That silva fight was pretty bad lol


----------



## LL (Mar 12, 2011)

Ludinator said:


> And Hendo was a split second away from getting knocked out. Fedor may heve lost a few fights but none of them were fights were he was completley out classed.


----------



## Sterl (Jul 26, 2009)

Normally I can be critical of Dana, but here I 100% agree with everything. Dana has absolutely no reason to want to promote Fedor or his M-1 chronies anymore. Fedor came to the US and lost two fights in the B promotion, why give him the chance to redeem himself when he already turned down a fantastic offer, by all accounts?


----------



## mastodon2222 (Feb 4, 2010)

Even though Fedor's clearly past his prime, I'd still love to see him fight - he always brings it and is exciting to wathc, imo.


----------



## jonnyg4508 (Jan 30, 2010)

I've always been a Fedor realist. Hater to Fedor fans I guess. 

But I wouldn't mind seeing him in the UFC. But M-1 wouldn't take the contract the UFC would offer, which wouldn't even be half of what they offered before.

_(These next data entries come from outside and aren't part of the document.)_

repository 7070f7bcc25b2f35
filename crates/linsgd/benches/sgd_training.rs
//! SGD training and prediction benchmarks.
//!
//! ```bash
//! cargo bench --bench sgd_training
//! ```

use criterion::{black_box, criterion_group, criterion_main, BenchmarkId, Criterion, Throughput};

use linsgd::hashing::{TableSize, TextFeaturizer};
use linsgd::model::{SgdModel, TaskKind, TrainConfig};
use linsgd::testing::{synthetic_linear_regression, synthetic_sentences, synthetic_sentiment};
use linsgd::training::{NoCallback, SgdParams, SgdTrainer, SquaredLoss, Verbosity};

fn bench_params() -> SgdParams {
    SgdParams {
        learning_rate: 0.01,
        n_epochs: 5,
        verbosity: Verbosity::Silent,
    }
}

// =============================================================================
// Dense
// =============================================================================

fn bench_dense_training(c: &mut Criterion) {
    let mut group = c.benchmark_group("dense_training");
    let trainer = SgdTrainer::new(SquaredLoss, bench_params());

    for n_features in [10, 100, 500] {
        let (data, _, _) = synthetic_linear_regression(5_000, n_features, 42, 0.05);
        group.throughput(Throughput::Elements((data.n_samples() * n_features) as u64));
        group.bench_with_input(BenchmarkId::from_parameter(n_features), &data, |b, data| {
            b.iter(|| black_box(trainer.train(black_box(data), &mut NoCallback).unwrap()))
        });
    }

    group.finish();
}

// =============================================================================
// Hashed text
// =============================================================================

fn bench_text_training(c: &mut Criterion) {
    let mut group = c.benchmark_group("text_training");
    group.sample_size(20);

    for ngram_order in [1, 2, 3] {
        let config = TrainConfig::builder()
            .task(TaskKind::BinaryClassification)
            .learning_rate(0.1)
            .n_epochs(5)
            .ngram_order(ngram_order)
            .table_size(TableSize::from_bits(18).unwrap())
            .verbosity(Verbosity::Silent)
            .build()
            .unwrap();
        let data = synthetic_sentiment(5_000, 7, config.featurizer());

        group.throughput(Throughput::Elements(data.n_samples() as u64));
        group.bench_with_input(BenchmarkId::new("ngram", ngram_order), &data, |b, data| {
            b.iter(|| black_box(SgdModel::train_text(black_box(data), &config).unwrap()))
        });
    }

    group.finish();
}

fn bench_featurize(c: &mut Criterion) {
    let sentences = synthetic_sentences(1_000, 3);
    let featurizer = TextFeaturizer::new(TableSize::default(), 2, true);

    let mut group = c.benchmark_group("featurize");
    group.throughput(Throughput::Elements(sentences.len() as u64));
    group.bench_function("bigrams_folded", |b| {
        b.iter(|| {
            for (text, _) in &sentences {
                black_box(featurizer.featurize(black_box(text)));
            }
        })
    });
    group.finish();
}

// =============================================================================
// Prediction
// =============================================================================

fn bench_dense_prediction(c: &mut Criterion) {
    let (data, _, _) = synthetic_linear_regression(10_000, 50, 1, 0.0);
    let config = TrainConfig::builder()
        .learning_rate(0.01)
        .n_epochs(1)
        .verbosity(Verbosity::Silent)
        .build()
        .unwrap();
    let model = SgdModel::train_dense(&data, &config).unwrap();

    let mut group = c.benchmark_group("dense_prediction");
    group.throughput(Throughput::Elements(data.n_samples() as u64));
    group.bench_function("batch", |b| {
        b.iter(|| black_box(model.predict_dense(black_box(data.features())).unwrap()))
    });
    group.finish();
}

criterion_group!(
    benches,
    bench_dense_training,
    bench_text_training,
    bench_featurize,
    bench_dense_prediction
);
criterion_main!(benches);
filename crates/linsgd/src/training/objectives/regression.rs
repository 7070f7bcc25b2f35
//! Regression objectives.

use super::ObjectiveFn;
use crate::model::{OutputTransform, TaskKind};
use crate::training::metrics::Metric;

/// Squared error loss: `L = ½ (p - y)²`, with `p` the raw margin.
///
/// Gradient: `p - y`. Epoch metric: RMSE.
#[derive(Debug, Clone, Copy, Default, PartialEq)]
pub struct SquaredLoss;

impl ObjectiveFn for SquaredLoss {
    fn task_kind(&self) -> TaskKind {
        TaskKind::Regression
    }

    fn output_transform(&self) -> OutputTransform {
        OutputTransform::Identity
    }

    #[inline]
    fn gradient(&self, prediction: f64, label: f64) -> f64 {
        prediction - label
    }

    fn epoch_metric(&self) -> Metric {
        Metric::rmse()
    }

    fn name(&self) -> &'static str {
        "squared"
    }
}
//! Training progress logging.
//!
//! [`TrainingLogger`] emits `tracing` events for training milestones, gated
//! by a [`Verbosity`] level. Where the events go is up to the installed
//! subscriber.

use std::time::Instant;

use tracing::{debug, info, warn};

use super::eval::MetricValue;

/// How much the trainer reports.
#[derive(Debug, Clone, Copy, PartialEq, Eq, PartialOrd, Ord, Hash, Default)]
pub enum Verbosity {
    /// Nothing.
    #[default]
    Silent,
    /// Only problems.
    Warning,
    /// Start, per-epoch metric and finish.
    Info,
    /// Everything, including per-epoch timing.
    Debug,
}

/// Emits training progress as `tracing` events.
#[derive(Debug)]
pub struct TrainingLogger {
    verbosity: Verbosity,
    n_epochs: usize,
    started: Option<Instant>,
    epoch_started: Option<Instant>,
}

impl TrainingLogger {
    pub fn new(verbosity: Verbosity) -> Self {
        Self {
            verbosity,
            n_epochs: 0,
            started: None,
            epoch_started: None,
        }
    }

    #[inline]
    pub fn verbosity(&self) -> Verbosity {
        self.verbosity
    }

    pub fn start_training(&mut self, n_epochs: usize) {
        self.n_epochs = n_epochs;
        self.started = Some(Instant::now());
        if self.verbosity >= Verbosity::Info {
            info!(n_epochs, "training started");
        }
    }

    pub fn start_epoch(&mut self) {
        if self.verbosity >= Verbosity::Debug {
            self.epoch_started = Some(Instant::now());
        }
    }

    /// Report the metric of a finished epoch (0-based).
    pub fn log_epoch(&mut self, epoch: usize, metric: &MetricValue) {
        if self.verbosity >= Verbosity::Debug {
            let elapsed_ms = self
                .epoch_started
                .take()
                .map_or(0.0, |t| t.elapsed().as_secs_f64() * 1e3);
            debug!(epoch, of = self.n_epochs, elapsed_ms, "{metric}");
        } else if self.verbosity >= Verbosity::Info {
            info!(epoch, of = self.n_epochs, "{metric}");
        }
    }

    /// Report a non-finite epoch metric.
    pub fn log_diverged(&self, epoch: usize, metric: &MetricValue) {
        if self.verbosity >= Verbosity::Warning {
            warn!(epoch, "{} is not finite; training has diverged", metric.name);
        }
    }

    /// Report a stop requested by a callback after `epoch`.
    pub fn log_stopped(&self, epoch: usize) {
        if self.verbosity >= Verbosity::Info {
            info!(epoch, "training stopped by callback");
        }
    }

    pub fn finish_training(&mut self) {
        if self.verbosity >= Verbosity::Info {
            let elapsed_s = self.started.take().map_or(0.0, |t| t.elapsed().as_secs_f64());
            info!(elapsed_s, "training finished");
        }
    }
}
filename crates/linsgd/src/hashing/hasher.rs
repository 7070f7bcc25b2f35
//! Feature hashing (the "hashing trick").
//!
//! String features are mapped to indices of a fixed-size weight table with a
//! 32-bit FNV-1a hash. The table size is an explicit [`TableSize`] value that
//! travels with the model, so training and inference always hash into the
//! same space.

use serde::{Deserialize, Serialize};

const FNV_OFFSET_BASIS: u32 = 0x811c_9dc5;
const FNV_PRIME: u32 = 0x0100_0193;

/// Largest supported table size exponent (`2^31` entries).
pub const MAX_TABLE_BITS: u32 = 31;

// =============================================================================
// TableSize
// =============================================================================

/// Error returned when constructing an invalid [`TableSize`].
#[derive(Debug, Clone, PartialEq, Eq, thiserror::Error)]
pub enum TableSizeError {
    #[error("hash table size must be a power of two, got {0}")]
    NotPowerOfTwo(u32),
    #[error("hash table bits must be in 0..={MAX_TABLE_BITS}, got {0}")]
    BitsOutOfRange(u32),
}

/// Size of a hashed weight table. Always a power of two.
#[derive(Debug, Clone, Copy, PartialEq, Eq, Hash, Serialize, Deserialize)]
#[serde(try_from = "u32", into = "u32")]
pub struct TableSize(u32);

impl TableSize {
    /// Default table size: `2^21` entries.
    pub const DEFAULT_BITS: u32 = 21;

    /// Create a table size, rejecting values that are not a power of two.
    pub fn new(size: u32) -> Result<Self, TableSizeError> {
        if size.is_power_of_two() {
            Ok(Self(size))
        } else {
            Err(TableSizeError::NotPowerOfTwo(size))
        }
    }

    /// Create a table size of `2^bits` entries.
    pub fn from_bits(bits: u32) -> Result<Self, TableSizeError> {
        if bits > MAX_TABLE_BITS {
            return Err(TableSizeError::BitsOutOfRange(bits));
        }
        Ok(Self(1 << bits))
    }

    /// Number of entries.
    #[inline]
    pub fn get(self) -> u32 {
        self.0
    }

    /// Number of entries as `usize`.
    #[inline]
    pub fn len(self) -> usize {
        self.0 as usize
    }

    /// Always false; a table has at least one slot.
    #[inline]
    pub fn is_empty(self) -> bool {
        false
    }

    /// Exponent such that `size == 2^bits`.
    #[inline]
    pub fn bits(self) -> u32 {
        self.0.trailing_zeros()
    }
}

impl Default for TableSize {
    fn default() -> Self {
        Self(1 << Self::DEFAULT_BITS)
    }
}

impl TryFrom<u32> for TableSize {
    type Error = TableSizeError;

    fn try_from(value: u32) -> Result<Self, Self::Error> {
        Self::new(value)
    }
}

impl From<TableSize> for u32 {
    fn from(value: TableSize) -> Self {
        value.0
    }
}

impl std::fmt::Display for TableSize {
    fn fmt(&self, f: &mut std::fmt::Formatter<'_>) -> std::fmt::Result {
        write!(f, "2^{}", self.bits())
    }
}

// =============================================================================
// FeatureHasher
// =============================================================================

/// 32-bit FNV-1a over the UTF-8 bytes of `token`.
#[inline]
pub fn fnv1a_32(token: &str) -> u32 {
    token.bytes().fold(FNV_OFFSET_BASIS, |hash, byte| {
        (hash ^ u32::from(byte)).wrapping_mul(FNV_PRIME)
    })
}

/// Maps string tokens to indices in `[0, table_size)`.
///
/// # Example
///
/// ```
/// use linsgd::hashing::{FeatureHasher, TableSize};
///
/// let hasher = FeatureHasher::new(TableSize::from_bits(4).unwrap());
/// let indices = hasher.hash_tokens(["good", "movie", "good"]);
///
/// assert_eq!(indices.len(), 3);
/// assert_eq!(indices[0], indices[2]);
/// assert!(indices.iter().all(|&i| i < 16));
/// ```
#[derive(Debug, Clone, Copy, Default, PartialEq, Eq)]
pub struct FeatureHasher {
    table_size: TableSize,
}

impl FeatureHasher {
    pub fn new(table_size: TableSize) -> Self {
        Self { table_size }
    }

    #[inline]
    pub fn table_size(&self) -> TableSize {
        self.table_size
    }

    /// Index of a single token.
    #[inline]
    pub fn hash_token(&self, token: &str) -> u32 {
        fnv1a_32(token) % self.table_size.get()
    }

    /// Indices of a token sequence, one per token, in input order.
    ///
    /// Repeated tokens produce repeated indices.
    pub fn hash_tokens<I, S>(&self, tokens: I) -> Vec<u32>
    where
        I: IntoIterator<Item = S>,
        S: AsRef<str>,
    {
        tokens
            .into_iter()
            .map(|token| self.hash_token(token.as_ref()))
            .collect()
    }
}
//! High-level model API.
//!
//! - [`SgdModel`]: trained weights plus feature preprocessing
//! - [`TrainConfig`]: validated training configuration
//! - [`ModelMeta`], [`TaskKind`]: model metadata
//! - [`OutputTransform`]: margin → prediction mapping

mod config;
mod linear;
mod meta;
mod transform;

pub use config::{ConfigError, TrainConfig, TrainConfigBuilder};
pub use linear::{FeatureKind, FeatureSpace, PredictError, SgdModel};
pub use meta::{ModelMeta, TaskKind};
pub use transform::{sigmoid, OutputTransform};
//! Optional text preprocessing applied before tokenization.

use unicode_normalization::char::is_combining_mark;
use unicode_normalization::UnicodeNormalization;

/// Remove diacritics: decompose (NFD), drop combining marks, recompose (NFC).
///
/// ```
/// use linsgd::hashing::strip_diacritics;
///
/// assert_eq!(strip_diacritics("ação é ótima"), "acao e otima");
/// ```
pub fn strip_diacritics(text: &str) -> String {
    text.nfd()
        .filter(|c| !is_combining_mark(*c))
        .nfc()
        .collect()
}

#[cfg(test)]
mod tests {
    use super::*;

    #[test]
    fn ascii_is_unchanged() {
        assert_eq!(strip_diacritics("plain text 123"), "plain text 123");
    }

    #[test]
    fn strips_precomposed_and_combining_forms() {
        assert_eq!(strip_diacritics("café"), "cafe");
        assert_eq!(strip_diacritics("cafe\u{0301}"), "cafe");
        assert_eq!(strip_diacritics("Ñandú"), "Nandu");
    }
}
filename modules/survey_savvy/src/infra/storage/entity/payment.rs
use chrono::{DateTime, Utc};
use sea_orm::entity::prelude::*;
use uuid::Uuid;

#[derive(Clone, Debug, PartialEq, DeriveEntityModel)]
#[sea_orm(table_name = "payments")]
pub struct Model {
    #[sea_orm(primary_key, auto_increment = false)]
    pub id: Uuid,
    pub email: Option<String>,
    pub price: Option<f64>,
    pub transaction_id: Option<String>,
    pub date: Option<String>,
    pub survey_id: Option<String>,
    pub attributes: Json,
    pub created_at: DateTime<Utc>,
}

#[derive(Copy, Clone, Debug, EnumIter, DeriveRelation)]
pub enum Relation {}

impl ActiveModelBehavior for ActiveModel {}
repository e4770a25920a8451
use axum::response::Json;
use serde_json::{json, Value};

pub async fn health_check() -> Json<Value> {
    Json(json!({
        "status": "healthy",
        "timestamp": chrono::Utc::now().to_rfc3339()
    }))
}
use std::sync::Arc;

use axum::middleware::from_fn_with_state;
use axum::routing::{delete, get, patch, post};
use axum::{Extension, Router};

use crate::api::rest::{auth, handlers};
use crate::domain::service::{AccountService, PaymentService, SurveyService};
use crate::domain::token::TokenAuthority;

/// Everything the REST handlers and gates need.
#[derive(Clone)]
pub struct RestState {
    pub accounts: Arc<AccountService>,
    pub surveys: Arc<SurveyService>,
    pub payments: Arc<PaymentService>,
    pub tokens: Arc<TokenAuthority>,
}

/// Bind every route onto `router` with its gates.
///
/// `route_layer` calls stack outside-in, so on admin routes the last added
/// layer (the token gate) runs first.
pub fn register_routes(router: Router, state: &RestState) -> Router {
    let token = from_fn_with_state(state.tokens.clone(), auth::require_token);
    let admin = from_fn_with_state(state.accounts.clone(), auth::require_admin);

    router
        .route("/", get(handlers::root))
        .route("/jwt", post(handlers::issue_token))
        .route(
            "/users",
            get(handlers::list_accounts)
                .route_layer(token.clone())
                .merge(post(handlers::create_account)),
        )
        .route(
            "/users/role/{key}",
            get(handlers::get_role).route_layer(token.clone()).merge(
                patch(handlers::set_role)
                    .route_layer(admin.clone())
                    .route_layer(token.clone()),
            ),
        )
        .route(
            "/users/{id}",
            delete(handlers::delete_account)
                .route_layer(admin)
                .route_layer(token.clone()),
        )
        .route(
            "/surveys",
            get(handlers::list_surveys)
                .merge(post(handlers::create_survey).route_layer(token.clone())),
        )
        .route(
            "/surveys/{id}",
            patch(handlers::update_survey).route_layer(token.clone()),
        )
        .route(
            "/create-payment-intent",
            post(handlers::create_payment_intent),
        )
        .route(
            "/payments",
            get(handlers::list_payments).merge(post(handlers::record_payment).route_layer(token)),
        )
        .layer(Extension(state.accounts.clone()))
        .layer(Extension(state.surveys.clone()))
        .layer(Extension(state.payments.clone()))
        .layer(Extension(state.tokens.clone()))
}
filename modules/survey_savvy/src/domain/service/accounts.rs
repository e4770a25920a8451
use std::sync::Arc;

use chrono::Utc;
use tracing::{debug, info, instrument, warn};
use uuid::Uuid;

use super::db_err;
use crate::contract::model::{Account, AccountCreation, Identity, NewAccount, Role, UpdateOutcome};
use crate::domain::error::DomainError;
use crate::domain::repo::AccountsRepository;

/// Account store and the admin check built on it.
#[derive(Clone)]
pub struct AccountService {
    repo: Arc<dyn AccountsRepository>,
}

impl AccountService {
    pub fn new(repo: Arc<dyn AccountsRepository>) -> Self {
        Self { repo }
    }

    #[instrument(name = "survey_savvy.service.list_accounts", skip(self))]
    pub async fn list_accounts(&self) -> Result<Vec<Account>, DomainError> {
        debug!("Listing accounts");
        let accounts = self.repo.list_all().await.map_err(db_err)?;
        debug!("Listed {} accounts", accounts.len());
        Ok(accounts)
    }

    /// Create the account unless one already exists for the email.
    #[instrument(
        name = "survey_savvy.service.create_account",
        skip(self, new_account),
        fields(email = %new_account.email)
    )]
    pub async fn create_account(
        &self,
        new_account: NewAccount,
    ) -> Result<AccountCreation, DomainError> {
        info!("Creating account");
        validate_email(&new_account.email)?;

        if self
            .repo
            .find_by_email(&new_account.email)
            .await
            .map_err(db_err)?
            .is_some()
        {
            debug!("Account already exists");
            return Ok(AccountCreation::AlreadyExists);
        }

        let account = Account {
            id: Uuid::new_v4(),
            email: new_account.email,
            name: new_account.name,
            image: new_account.image,
            role: Role::Default,
            created_at: Utc::now(),
        };
        let id = account.id;
        let email = account.email.clone();

        if let Err(e) = self.repo.insert(account).await {
            // A concurrent create for the same email trips the unique index.
            if self
                .repo
                .find_by_email(&email)
                .await
                .map_err(db_err)?
                .is_some()
            {
                warn!("Account was created concurrently");
                return Ok(AccountCreation::AlreadyExists);
            }
            return Err(db_err(e));
        }

        info!("Successfully created account with id={}", id);
        Ok(AccountCreation::Created(id))
    }

    /// Role lookup restricted to the caller's own account.
    #[instrument(
        name = "survey_savvy.service.role_of",
        skip(self, caller, email),
        fields(email = %email)
    )]
    pub async fn role_of(&self, caller: &Identity, email: &str) -> Result<Role, DomainError> {
        debug!("Looking up role");
        if caller.email.as_deref() != Some(email) {
            return Err(DomainError::Forbidden);
        }
        let account = self
            .repo
            .find_by_email(email)
            .await
            .map_err(db_err)?
            .ok_or_else(|| DomainError::account_not_found(email))?;
        Ok(account.role)
    }

    #[instrument(
        name = "survey_savvy.service.set_role",
        skip(self, id, role),
        fields(account_id = %id, role = %role)
    )]
    pub async fn set_role(&self, id: Uuid, role: Role) -> Result<UpdateOutcome, DomainError> {
        info!("Setting account role");
        let Some(current) = self.repo.find_by_id(id).await.map_err(db_err)? else {
            debug!("No account matched");
            return Ok(UpdateOutcome::unmatched());
        };
        if current.role == role {
            return Ok(UpdateOutcome::matched(false));
        }
        let updated = self.repo.update_role(id, role).await.map_err(db_err)?;
        Ok(UpdateOutcome {
            matched: 1,
            modified: u64::from(updated),
        })
    }

    /// Returns the number of deleted accounts (0 or 1).
    #[instrument(
        name = "survey_savvy.service.delete_account",
        skip(self, id),
        fields(account_id = %id)
    )]
    pub async fn delete_account(&self, id: Uuid) -> Result<u64, DomainError> {
        info!("Deleting account");
        let deleted = self.repo.delete(id).await.map_err(db_err)?;
        Ok(u64::from(deleted))
    }

    /// Allow only callers whose account has the admin role.
    #[instrument(name = "survey_savvy.service.require_admin", skip_all)]
    pub async fn require_admin(&self, caller: &Identity) -> Result<(), DomainError> {
        let Some(email) = caller.email.as_deref() else {
            debug!("Identity carries no email");
            return Err(DomainError::Forbidden);
        };
        match self.repo.find_by_email(email).await.map_err(db_err)? {
            Some(account) if account.role == Role::Admin => Ok(()),
            _ => {
                debug!(email = %email, "Caller is not an admin");
                Err(DomainError::Forbidden)
            }
        }
    }
}

fn validate_email(email: &str) -> Result<(), DomainError> {
    let email = email.trim();
    if email.is_empty() {
        return Err(DomainError::validation("email", "must not be empty"));
    }
    if !email.contains('@') {
        return Err(DomainError::validation("email", "must contain '@'"));
    }
    Ok(())
}
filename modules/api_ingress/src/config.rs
use serde::{Deserialize, Serialize};

/// HTTP ingress configuration (`modules.api_ingress`).
#[derive(Debug, Clone, Deserialize, Serialize)]
#[serde(deny_unknown_fields)]
pub struct ApiIngressConfig {
    /// Listen address. When unset, the server's `host:port` is used.
    #[serde(default)]
    pub bind_addr: Option<String>,
    /// Empty disables CORS; `["*"]` allows any origin.
    #[serde(default)]
    pub cors_allowed_origins: Vec<String>,
    #[serde(default = "default_request_timeout_secs")]
    pub request_timeout_secs: u64,
    #[serde(default = "default_body_limit_bytes")]
    pub body_limit_bytes: usize,
}

impl Default for ApiIngressConfig {
    fn default() -> Self {
        Self {
            bind_addr: None,
            cors_allowed_origins: Vec::new(),
            request_timeout_secs: default_request_timeout_secs(),
            body_limit_bytes: default_body_limit_bytes(),
        }
    }
}

fn default_request_timeout_secs() -> u64 {
    30
}

fn default_body_limit_bytes() -> usize {
    16 * 1024 * 1024
}
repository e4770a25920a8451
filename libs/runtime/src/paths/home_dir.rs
use std::path::{Path, PathBuf};
use thiserror::Error;

#[derive(Debug, Error)]
pub enum HomeDirError {
    #[error("cannot determine the user home directory")]
    NoUserHome,

    #[error("failed to create home directory '{path}': {source}")]
    Create {
        path: String,
        #[source]
        source: std::io::Error,
    },

    #[error("failed to resolve current directory: {0}")]
    CurrentDir(#[source] std::io::Error),
}

/// Resolve the server home directory into an absolute path.
///
/// - `None` (or empty) falls back to `<user home>/<default_subdir>`.
/// - A leading `~` is expanded to the user home.
/// - Relative paths are anchored at the current working directory.
pub fn resolve_home_dir(
    configured: Option<String>,
    default_subdir: &str,
    create: bool,
) -> Result<PathBuf, HomeDirError> {
    let resolved = match configured.as_deref().map(str::trim) {
        None | Some("") => user_home()?.join(default_subdir),
        Some(raw) => expand_tilde(raw)?,
    };

    let resolved = if resolved.is_absolute() {
        resolved
    } else {
        std::env::current_dir()
            .map_err(HomeDirError::CurrentDir)?
            .join(resolved)
    };

    if create {
        std::fs::create_dir_all(&resolved).map_err(|source| HomeDirError::Create {
            path: resolved.to_string_lossy().to_string(),
            source,
        })?;
    }

    Ok(resolved)
}

fn user_home() -> Result<PathBuf, HomeDirError> {
    dirs::home_dir().ok_or(HomeDirError::NoUserHome)
}

fn expand_tilde(raw: &str) -> Result<PathBuf, HomeDirError> {
    if raw == "~" {
        return user_home();
    }
    if let Some(rest) = raw.strip_prefix("~/").or_else(|| raw.strip_prefix("~\\")) {
        return Ok(user_home()?.join(rest));
    }
    Ok(Path::new(raw).to_path_buf())
}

And I can totally understand the UFC giving them the middle finger.

UFC gets the last laugh. M-1 looks dumb. And Fedor looks most dumb.


----------



## kc1983 (May 27, 2007)

I'm sorry but Vadim is full of shit man. Didn't Dana offer Fedor 7 figures and an instant title shot? That's not exactly a bad offer. Why would the UFC - the biggest MMA organization on the planet - want to co-promote with M1 Global? UFC does not need M1 Global and they don't need Fedor. Not now at least when his stock has gone down significantly. 

The time has passed, the mystique is gone, Fedor is not a spring chicken anymore either. This needed to happen 3 years ago.


----------



## Woodenhead (Jan 5, 2010)

What we have here is Dana's word vs. Vadim's word.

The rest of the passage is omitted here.